I am beginning now to get appeals in a case in Mississippi for a man called Willie McGee and the feeling seems to be again that he is not getting a fair trial.
I have absolutely no way of knowing anything about either of these cases, so all I have been able to do is to forward the protests to the Attorney General. Yet I realize that there may be nothing that he can do since I imagine both cases are controlled by the courts of the states.
I would like to point out here, however, that cases such as these are of interest to the country as a whole. There should be a particular effort made in every state to deal with them in a manner that would make it impossible for anyone to say that any different justice meted out because of the race of the accused. The reason for this is that those who want to stir up feeling against the white races in the world make it a point to spread the news abroad when there can be the slightest question of prejudice involved.

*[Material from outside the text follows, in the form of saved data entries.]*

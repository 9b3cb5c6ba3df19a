pub mod random;
pub mod seq;

pub use random::RandomHexGenerator;
pub use seq::SeqGenerator;

use shortly_core::ShortCode;

/// Trait for generating short codes.
///
/// Implementations are pure generators that don't interact with storage,
/// so nothing guarantees that a generated code is not already taken.
pub trait Generator: Send + Sync + 'static {
    type Output: Into<ShortCode>;

    /// Produces the next short code.
    fn generate(&self) -> Self::Output;
}
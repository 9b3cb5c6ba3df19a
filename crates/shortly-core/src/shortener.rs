use crate::repository::ShortLinkRecord;
use crate::shortcode::ShortCode;
use async_trait::async_trait;

type Result<T> = std::result::Result<T, crate::error::ShortenerError>;

#[async_trait]
pub trait Shortener: Send + Sync + 'static {
    /// Creates a short link for `long_url` and returns the stored record.
    async fn shorten(&self, long_url: String) -> Result<ShortLinkRecord>;

    /// Resolves a short code to its stored record.
    /// Returns `None` if the code does not exist.
    async fn resolve(&self, code: &ShortCode) -> Result<Option<ShortLinkRecord>>;
}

I know there are people in this country who feel it is vastly important to impress on us all the supremacy of the white race and they are intent today upon making that doctrine prevalent among us. Unfortunately, if democracy is to win against communism in the world, it must have more supporters than the white peoples of the world. Therefore, state courts and Federal courts must be wary that nothing they do can be interpreted as dividing justice. Justice is indivisible and must be the same for all in our nation, regardless of race or creed or color.
WORLD COPYRIGHT, 1951, BY UNITED FEATURE SYNDICATE, INC. REPRODUCTION IN WHOLE OR IN PART PROHIBITED.)
Names and Terms Mentioned or Referenced
- McGee, Willie, 1915-1951 [ index ]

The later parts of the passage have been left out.